Evangelist Simon Wall had a lovely natural direct tenor and narrated in unflustered fashion, though he seemed curiously distanced from the audience and action – even seeming blocked from us by his score. Of the soloists, Augusta Hebbert lit up the stage, with a clear, full-toned and flowing performance of the two-flute aria ‘Ich folge dir gleichfalls’. And her voice was well complemented by Ciara Hendrick’s burgundy alto, who sang the companion two-oboe aria ‘Von der Stricken meiner Sünden’, although without that final ounce of emotional depth. There was raw gusto and some rough edges from the unnamed tenor replacing Thomas Herford, while James Arthur had a resonant rich bass and as Pilate, Timothy Dickinson’s stage presence added a much-needed note of drama. But as a choir, the singers’ interjections of ‘crucify him’ seemed tame and the unrelenting sweep of their scenes were rushed.
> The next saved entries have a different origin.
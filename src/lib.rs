//! Lane Rush - entity population core for an endless lane runner
//!
//! Core modules:
//! - `sim`: Deterministic simulation (spawning, pooling, power-ups, movement)
//! - `tuning`: Data-driven game balance

pub mod sim;
pub mod tuning;

pub use tuning::{Tuning, TuningError};

/// Game configuration constants
pub mod consts {
    /// Fixed simulation timestep (60 Hz, the rate the lane runner was tuned at)
    pub const SIM_DT: f32 = 1.0 / 60.0;

    /// Number of lanes
    pub const LANE_COUNT: usize = 3;
    /// Lane center offsets at unit perspective scale
    pub const LANE_OFFSETS: [f32; LANE_COUNT] = [-120.0, 0.0, 120.0];

    /// Vertical row where entities appear
    pub const SPAWN_Y: f32 = 550.0;
    /// Below this row an entity is off-screen and despawns
    pub const OFF_SCREEN_Y: f32 = -550.0;
    /// Minimum vertical gap between a new spawn and the nearest entity in its lane
    pub const MIN_SPAWN_GAP: f32 = 150.0;

    /// Seconds between guaranteed obstacle patterns
    pub const OBSTACLE_INTERVAL: f32 = 3.0;
    /// General timer runs this many times faster than real time
    pub const GENERAL_ACCELERATION: f32 = 5.0;
    /// General interval is this value divided by the current speed
    pub const GENERAL_INTERVAL_SCALE: f32 = 200.0;

    /// Magnet pull range (world units)
    pub const MAGNET_RADIUS: f32 = 450.0;
    /// Share of the remaining distance covered per tick at 60 Hz
    pub const MAGNET_FRACTION: f32 = 0.1;

    /// Power-up despawn flourish length (seconds)
    pub const FLOURISH_DURATION: f32 = 0.5;

    /// Speed defaults
    pub const INITIAL_SPEED: f32 = 300.0;
    pub const MAX_SPEED: f32 = 800.0;
}

/// Linear interpolation between two scalars
#[inline]
pub fn lerp(a: f32, b: f32, t: f32) -> f32 {
    a + (b - a) * t
}

/// Cubic ease-in on `t` clamped to [0, 1]
#[inline]
pub fn cubic_in(t: f32) -> f32 {
    let t = t.clamp(0.0, 1.0);
    t * t * t
}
Of course, there is scope for meditation and contemplation in this Passion, and in those instances the sonorous beauty of the singing shone through. And there were moments when David Bates upped the drama: the opening chorus simmered with tension thanks to the expansive crescendos and hissing 's's. But fast tempos in many places, including the chorales, seemed to be used as a shortcut to excitement. Next time, well, just a little more heartfelt passion please.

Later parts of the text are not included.